(TRY IT) Please give the listing underneath again, exactly as shown.

(RECORDS PROVIDED)
☆ ☆ ☆ ☆
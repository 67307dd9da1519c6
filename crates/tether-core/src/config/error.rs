//! Error types for settings backends

use std::path::PathBuf;
use thiserror::Error;

/// Result type for settings and profile operations
pub type ConfigResult<T> = Result<T, ConfigError>;

/// Errors raised by a settings backend or by decoding what it returned.
///
/// Absence of a profile is never an error; these variants only cover
/// genuine I/O and data-shape failures.
#[derive(Debug, Error)]
pub enum ConfigError {
    /// Scope not supported by this backend
    #[error("Invalid scope: {0}")]
    InvalidScope(String),

    /// Stored value under the profiles key is not a collection object
    #[error("Invalid profile collection: {0}")]
    InvalidCollection(String),

    /// File I/O error
    #[error("I/O error for {path}: {message}")]
    IoError { path: PathBuf, message: String },

    /// JSON parse error
    #[error("JSON parse error in {path}: {message}")]
    JsonParseError { path: PathBuf, message: String },

    /// Internal error
    #[error("Internal error: {0}")]
    Internal(String),
}

impl ConfigError {
    /// Get the error code for CLI output
    #[must_use]
    pub fn code(&self) -> &'static str {
        match self {
            Self::InvalidScope(_) => "INVALID_SCOPE",
            Self::InvalidCollection(_) => "INVALID_COLLECTION",
            Self::IoError { .. } => "IO_ERROR",
            Self::JsonParseError { .. } => "PARSE_ERROR",
            Self::Internal(_) => "INTERNAL_ERROR",
        }
    }
}

impl From<std::io::Error> for ConfigError {
    fn from(err: std::io::Error) -> Self {
        Self::IoError {
            path: PathBuf::new(),
            message: err.to_string(),
        }
    }
}

impl From<serde_json::Error> for ConfigError {
    fn from(err: serde_json::Error) -> Self {
        Self::JsonParseError {
            path: PathBuf::new(),
            message: err.to_string(),
        }
    }
}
☆ ☆ ☆ ☆
(TASK RESPONSE)
repository 67307dd9da1519c6
filename crates/tether-core/src/config/error.rs
//! Error types for settings backends

use std::path::PathBuf;
use thiserror::Error;

/// Result type for settings and profile operations
pub type ConfigResult<T> = Result<T, ConfigError>;

/// Errors raised by a settings backend or by decoding what it returned.
///
/// Absence of a profile is never an error; these variants only cover
/// genuine I/O and data-shape failures.
#[derive(Debug, Error)]
pub enum ConfigError {
    /// Scope not supported by this backend
    #[error("Invalid scope: {0}")]
    InvalidScope(String),

    /// Stored value under the profiles key is not a collection object
    #[error("Invalid profile collection: {0}")]
    InvalidCollection(String),

    /// File I/O error
    #[error("I/O error for {path}: {message}")]
    IoError { path: PathBuf, message: String },

    /// JSON parse error
    #[error("JSON parse error in {path}: {message}")]
    JsonParseError { path: PathBuf, message: String },

    /// Internal error
    #[error("Internal error: {0}")]
    Internal(String),
}

impl ConfigError {
    /// Get the error code for CLI output
    #[must_use]
    pub fn code(&self) -> &'static str {
        match self {
            Self::InvalidScope(_) => "INVALID_SCOPE",
            Self::InvalidCollection(_) => "INVALID_COLLECTION",
            Self::IoError { .. } => "IO_ERROR",
            Self::JsonParseError { .. } => "PARSE_ERROR",
            Self::Internal(_) => "INTERNAL_ERROR",
        }
    }
}

impl From<std::io::Error> for ConfigError {
    fn from(err: std::io::Error) -> Self {
        Self::IoError {
            path: PathBuf::new(),
            message: err.to_string(),
        }
    }
}

impl From<serde_json::Error> for ConfigError {
    fn from(err: serde_json::Error) -> Self {
        Self::JsonParseError {
            path: PathBuf::new(),
            message: err.to_string(),
        }
    }
}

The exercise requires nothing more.